We often think the future is going to look like an updated version of the present.

“The only way to discover the limits of the possible is to go beyond them into the impossible.”

- Arthur C. Clarke

But it doesn’t. Industry-changing ideas challenge all domains from engineering to industry culture. The issue we run into as consumers is, we’re constantly revising our definition of “normal,” so disruptive technology* feels more like a natural progression than it really is. As consumers, it’s easier connecting the dots looking backwards, after an idea has already taken root. Before ideas and new technologies gain mass adoption, they are usually met with uncertainty; in fact, many of our greatest inventions were built on the popular opinion that their existence was impossible**, which is why predicting the future is so hard. 

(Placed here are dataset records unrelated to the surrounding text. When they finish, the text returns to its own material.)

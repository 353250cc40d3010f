//! C4 — the sequential sector tree (spec.md §4.4): a single-threaded cursor
//! over one file's radix tree, holding exactly one root-to-leaf chain in
//! memory. Used for the filesystem index and free-sector index, where a
//! full cache is overkill.

use std::sync::Arc;

use crate::allocator::SectorAllocator;
use crate::descriptor::RootInfo;
use crate::device::SectorDevice;
use crate::error::{Error, Result, VefsError};
use crate::file_crypto::FileCryptoContext;
use crate::tree::position::{TreePosition, FANOUT, MAX_DEPTH};
use crate::tree::record::{RecordTable, RecordTableMut, SectorRef, ENTRIES_PER_SECTOR, SECTOR_REF_SIZE};

struct Node {
    sector_id: u64,
    mac: [u8; 16],
    bytes: Vec<u8>,
    dirty: bool,
}

/// A root-to-leaf chain, `chain[0]` the leaf and `chain.last()` the root.
pub struct SequentialSectorTree {
    device: Arc<SectorDevice>,
    fctx: FileCryptoContext,
    leaf_payload_size: usize,
    depth: u8,
    maximum_extent: u64,
    chain: Vec<Node>,
    current_leaf: u64,
}

fn inner_payload_size() -> usize {
    crate::device::layout::SECTOR_PAYLOAD_SIZE
}

impl SequentialSectorTree {
    /// Allocates leaf sector 0 and writes a zero-filled leaf, returning a
    /// tree of depth 0.
    pub fn create_new(
        device: Arc<SectorDevice>,
        fctx: FileCryptoContext,
        allocator: &SectorAllocator,
        leaf_payload_size: usize,
    ) -> Result<Self> {
        let leaf_id = allocator.alloc_one()?;
        let bytes = vec![0u8; leaf_payload_size];
        let mac = device.write_sector(&fctx, leaf_id, &bytes)?;
        Ok(SequentialSectorTree {
            device,
            fctx,
            leaf_payload_size,
            depth: 0,
            maximum_extent: 0,
            chain: vec![Node { sector_id: leaf_id, mac, bytes, dirty: false }],
            current_leaf: 0,
        })
    }

    /// Loads the root and the leaf at position 0.
    pub fn open_existing(
        device: Arc<SectorDevice>,
        fctx: FileCryptoContext,
        root: &RootInfo,
        leaf_payload_size: usize,
    ) -> Result<Self> {
        let mut tree = Self::open_lazy(device, fctx, root, leaf_payload_size)?;
        tree.move_to(0, false, None)?;
        Ok(tree)
    }

    /// Like `open_existing` but defers the first leaf load until `move_to`.
    pub fn open_lazy(
        device: Arc<SectorDevice>,
        fctx: FileCryptoContext,
        root: &RootInfo,
        leaf_payload_size: usize,
    ) -> Result<Self> {
        Ok(SequentialSectorTree {
            device,
            fctx,
            leaf_payload_size,
            depth: root.depth,
            maximum_extent: root.maximum_extent,
            chain: vec![Node { sector_id: root.sector, mac: root.mac, bytes: Vec::new(), dirty: false }],
            current_leaf: 0,
        })
    }

    pub fn depth(&self) -> u8 {
        self.depth
    }

    pub fn maximum_extent(&self) -> u64 {
        self.maximum_extent
    }

    fn read_node(&self, sector_id: u64, mac: &[u8; 16], payload_size: usize) -> Result<Vec<u8>> {
        let mut bytes = vec![0u8; payload_size];
        self.device.read_sector(&self.fctx, sector_id, mac, &mut bytes)?;
        Ok(bytes)
    }

    /// Flushes the currently loaded chain's dirty sectors bottom-up and
    /// reloads the chain for `leaf_index`, growing the tree first if
    /// `create` is set and `leaf_index` exceeds the current capacity.
    pub fn move_to(&mut self, leaf_index: u64, create: bool, allocator: Option<&SectorAllocator>) -> Result<()> {
        if leaf_index == self.current_leaf && self.chain.first().map(|n| !n.bytes.is_empty()).unwrap_or(false) {
            return Ok(());
        }
        self.flush_chain(allocator)?;

        let required_depth = TreePosition::minimum_depth_for(leaf_index);
        if required_depth > self.depth {
            if !create {
                return Err(VefsError::SectorReferenceOutOfRange.into());
            }
            self.grow_to_depth(required_depth, allocator.ok_or_else(|| Error::from(VefsError::InvalidArgument))?)?;
        } else if self.chain.is_empty() {
            return Err(VefsError::InvalidArgument.into());
        }

        let root = self.chain.pop().unwrap_or_else(|| unreachable!());
        self.chain.clear();
        let root_payload_size = if self.depth == 0 { self.leaf_payload_size } else { inner_payload_size() };
        let root_bytes = if root.bytes.is_empty() { self.read_node(root.sector_id, &root.mac, root_payload_size)? } else { root.bytes };

        // Walk root-to-leaf into a scratch vec, then reverse: `self.chain`'s
        // documented convention is leaf-first, root-last.
        let mut root_to_leaf = vec![Node { sector_id: root.sector_id, mac: root.mac, bytes: root_bytes, dirty: false }];

        let pos = TreePosition::leaf(leaf_index);
        let chain_positions = pos.chain_to_root(self.depth);
        for (_position, offset) in chain_positions.iter().rev().skip(1) {
            let parent = root_to_leaf.last().expect("root pushed above");
            let table = RecordTable::new(&parent.bytes[..ENTRIES_PER_SECTOR * SECTOR_REF_SIZE]);
            let mut ref_ = table.get(*offset);
            // A node about to be fetched at this step sits at layer
            // `depth - root_to_leaf.len()`; it is the leaf once
            // `root_to_leaf.len() == depth`.
            let is_leaf_child = root_to_leaf.len() as u8 == self.depth;
            if ref_.is_null() {
                if !create {
                    return Err(VefsError::SectorReferenceOutOfRange.into());
                }
                let alloc = allocator.ok_or_else(|| Error::from(VefsError::InvalidArgument))?;
                let new_id = alloc.alloc_one()?;
                let payload = if is_leaf_child { self.leaf_payload_size } else { inner_payload_size() };
                let zeros = vec![0u8; payload];
                let mac = self.device.write_sector(&self.fctx, new_id, &zeros)?;
                ref_ = SectorRef { sector_id: new_id, mac };
                let parent_idx = root_to_leaf.len() - 1;
                let parent_mut = &mut root_to_leaf[parent_idx];
                let mut table_mut = RecordTableMut::new(&mut parent_mut.bytes[..ENTRIES_PER_SECTOR * SECTOR_REF_SIZE]);
                table_mut.set(*offset, ref_);
                parent_mut.dirty = true;
            }
            let payload_size = if is_leaf_child { self.leaf_payload_size } else { inner_payload_size() };
            let bytes = self.read_node(ref_.sector_id, &ref_.mac, payload_size)?;
            root_to_leaf.push(Node { sector_id: ref_.sector_id, mac: ref_.mac, bytes, dirty: false });
        }
        root_to_leaf.reverse();
        self.chain = root_to_leaf;
        self.current_leaf = leaf_index;
        self.maximum_extent = self.maximum_extent.max((leaf_index + 1) * self.leaf_payload_size as u64);
        Ok(())
    }

    pub fn move_forward(&mut self, allocator: Option<&SectorAllocator>) -> Result<()> {
        self.move_to(self.current_leaf + 1, allocator.is_some(), allocator)
    }

    pub fn move_backward(&mut self) -> Result<()> {
        if self.current_leaf == 0 {
            return Err(VefsError::SectorReferenceOutOfRange.into());
        }
        self.move_to(self.current_leaf - 1, false, None)
    }

    fn grow_to_depth(&mut self, target_depth: u8, allocator: &SectorAllocator) -> Result<()> {
        if target_depth > MAX_DEPTH {
            return Err(VefsError::ResourceExhausted.into());
        }
        while self.depth < target_depth {
            let old_root = self.chain.pop().unwrap_or_else(|| {
                // a tree always has at least one node (its root) loaded
                unreachable!("sequential tree chain emptied unexpectedly")
            });
            let new_root_id = allocator.alloc_one()?;
            let mut bytes = vec![0u8; inner_payload_size()];
            {
                let mut table = RecordTableMut::new(&mut bytes[..ENTRIES_PER_SECTOR * SECTOR_REF_SIZE]);
                table.set(0, SectorRef { sector_id: old_root.sector_id, mac: old_root.mac });
            }
            let mac = self.device.write_sector(&self.fctx, new_root_id, &bytes)?;
            self.depth += 1;
            self.chain = vec![Node { sector_id: new_root_id, mac, bytes, dirty: false }];
        }
        Ok(())
    }

    pub fn bytes(&self) -> &[u8] {
        &self.chain[0].bytes
    }

    /// Returns a mutable view of the current leaf; marking it dirty is
    /// implicit.
    pub fn writeable_bytes(&mut self) -> &mut [u8] {
        self.chain[0].dirty = true;
        &mut self.chain[0].bytes
    }

    /// Releases the leaf at `leaf_index` and any ancestors whose remaining
    /// children are all null. Must be the currently positioned leaf.
    pub fn erase_leaf(&mut self, leaf_index: u64, allocator: &SectorAllocator) -> Result<()> {
        if leaf_index != self.current_leaf {
            self.move_to(leaf_index, false, None)?;
        }
        // offsets[k] is chain[k]'s offset within chain[k+1] (its parent),
        // computed once against the chain as it stood before any removal.
        let offsets: Vec<usize> = TreePosition::leaf(leaf_index).chain_to_root(self.depth).iter().map(|(_, o)| *o).collect();

        let leaf = self.chain.remove(0);
        allocator.dealloc_one(leaf.sector_id)?;

        for &offset in offsets.iter() {
            if self.chain.is_empty() {
                break;
            }
            let parent = &mut self.chain[0];
            let mut table = RecordTableMut::new(&mut parent.bytes[..ENTRIES_PER_SECTOR * SECTOR_REF_SIZE]);
            table.clear(offset);
            parent.dirty = true;
            if RecordTable::new(&parent.bytes[..ENTRIES_PER_SECTOR * SECTOR_REF_SIZE]).all_null() && self.chain.len() > 1 {
                let dead = self.chain.remove(0);
                allocator.dealloc_one(dead.sector_id)?;
                continue;
            }
            break;
        }
        Ok(())
    }

    fn flush_chain(&mut self, allocator: Option<&SectorAllocator>) -> Result<()> {
        for i in 0..self.chain.len() {
            if !self.chain[i].dirty {
                continue;
            }
            let new_id = match allocator {
                Some(alloc) => alloc.realloc_or_keep(self.chain[i].sector_id)?,
                None => self.chain[i].sector_id,
            };
            let mac = self.device.write_sector(&self.fctx, new_id, &self.chain[i].bytes)?;
            self.chain[i].sector_id = new_id;
            self.chain[i].mac = mac;
            self.chain[i].dirty = false;
            if i + 1 < self.chain.len() {
                let (offset, parent_idx) = {
                    let pos = TreePosition::leaf(self.current_leaf).chain_to_root(self.depth);
                    (pos[i].1, i + 1)
                };
                let parent = &mut self.chain[parent_idx];
                let mut table = RecordTableMut::new(&mut parent.bytes[..ENTRIES_PER_SECTOR * SECTOR_REF_SIZE]);
                table.set(offset, SectorRef { sector_id: new_id, mac });
                parent.dirty = true;
            }
        }
        Ok(())
    }

    /// Flushes the entire chain bottom-up, applies shrink-on-commit, and
    /// returns the new `root_info`.
    pub fn commit(&mut self, allocator: &SectorAllocator) -> Result<RootInfo> {
        self.flush_chain(Some(allocator))?;
        self.shrink_on_commit(allocator)?;
        let root = self.chain.last().expect("chain always has a root");
        Ok(RootInfo { sector: root.sector_id, mac: root.mac, depth: self.depth, maximum_extent: self.maximum_extent })
    }

    fn shrink_on_commit(&mut self, allocator: &SectorAllocator) -> Result<()> {
        while self.depth > 0 {
            let needed = TreePosition::minimum_depth_for(self.maximum_extent.saturating_sub(1) / self.leaf_payload_size.max(1) as u64);
            if needed >= self.depth {
                break;
            }
            let root = self.chain.last().expect("root present");
            let root_table = RecordTable::new(&root.bytes[..ENTRIES_PER_SECTOR * SECTOR_REF_SIZE]);
            let only_child = root_table.get(0);
            let rest_null = (1..ENTRIES_PER_SECTOR).all(|i| root_table.get(i).is_null());
            if !rest_null || only_child.is_null() {
                break;
            }
            let old_root = self.chain.pop().expect("root present");
            allocator.dealloc_one(old_root.sector_id)?;
            self.depth -= 1;
            if self.chain.is_empty() {
                let payload_size = if self.depth == 0 { self.leaf_payload_size } else { inner_payload_size() };
                let bytes = self.read_node(only_child.sector_id, &only_child.mac, payload_size)?;
                self.chain.push(Node { sector_id: only_child.sector_id, mac: only_child.mac, bytes, dirty: false });
            }
        }
        Ok(())
    }
}

#[cfg(test)]
mod tests {
    use super::*;
    use crate::crypto::Aes256GcmSivProvider;

    fn setup() -> (Arc<SectorDevice>, FileCryptoContext, SectorAllocator) {
        let dir = tempfile::tempdir().unwrap();
        let path = dir.path().join("seq.vefs");
        let provider: Arc<dyn crate::crypto::CryptoProvider> = Arc::new(Aes256GcmSivProvider::new());
        let (device, fs_ctx, _free_ctx) = SectorDevice::create(&path, &[3u8; 32], provider, 8).unwrap();
        let device = Arc::new(device);
        let allocator = SectorAllocator::bootstrap(device.clone(), 1);
        std::mem::forget(dir);
        (device, fs_ctx, allocator)
    }

    #[test]
    fn create_new_tree_has_depth_zero() {
        let (device, fctx, allocator) = setup();
        let tree = SequentialSectorTree::create_new(device, fctx, &allocator, crate::device::layout::META_LEAF_PAYLOAD_SIZE).unwrap();
        assert_eq!(tree.depth(), 0);
    }

    #[test]
    fn growing_past_fanout_increases_depth() {
        let (device, fctx, allocator) = setup();
        let mut tree = SequentialSectorTree::create_new(device, fctx, &allocator, crate::device::layout::META_LEAF_PAYLOAD_SIZE).unwrap();
        tree.move_to(FANOUT, true, Some(&allocator)).unwrap();
        assert_eq!(tree.depth(), 2);
    }

    #[test]
    fn written_bytes_survive_commit_and_reopen() {
        let (device, fctx, allocator) = setup();
        let mut tree = SequentialSectorTree::create_new(device.clone(), fctx.fork(), &allocator, crate::device::layout::META_LEAF_PAYLOAD_SIZE).unwrap();
        tree.writeable_bytes()[0] = 0xAB;
        let root = tree.commit(&allocator).unwrap();

        let reopened =
            SequentialSectorTree::open_existing(device, fctx.fork(), &root, crate::device::layout::META_LEAF_PAYLOAD_SIZE).unwrap();
        assert_eq!(reopened.bytes()[0], 0xAB);
    }
}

Sci-fi writer Sir Arthur C. Clarke, known for 2001: A Space Odyssey, summarized this point in what’s now called “Clarke’s First Law”: 

When a distinguished but elderly scientist states that something is possible, he is almost certainly right. When he states that something is impossible, he is very probably wrong.

But it’s not only scientists who are poor predictors of the future. The political science writer Philip Tetlock tracked 82,361 predictions made by “expert” political and economic commentators, nearly all of them having earned graduate degrees (over half with a PhD), and found their predictions to be worse than “crude extrapolation algorithms,” for example, calculating that what happened last year will remain consistent, i.e. the economy will grow at the same rate as the previous year. Tetlock's research also found that the experts with more media appearances were the least accurate in their predictions. We shouldn't be too hard on our panel of experts—researchers have found that all of us are poor at making predictions, everyone from software developers to doctors, lawyers, engineers, and car mechanics, leading some to ask: How can experts know so much, yet predict so poorly?

 

The more we learn, the narrower our thinking becomes.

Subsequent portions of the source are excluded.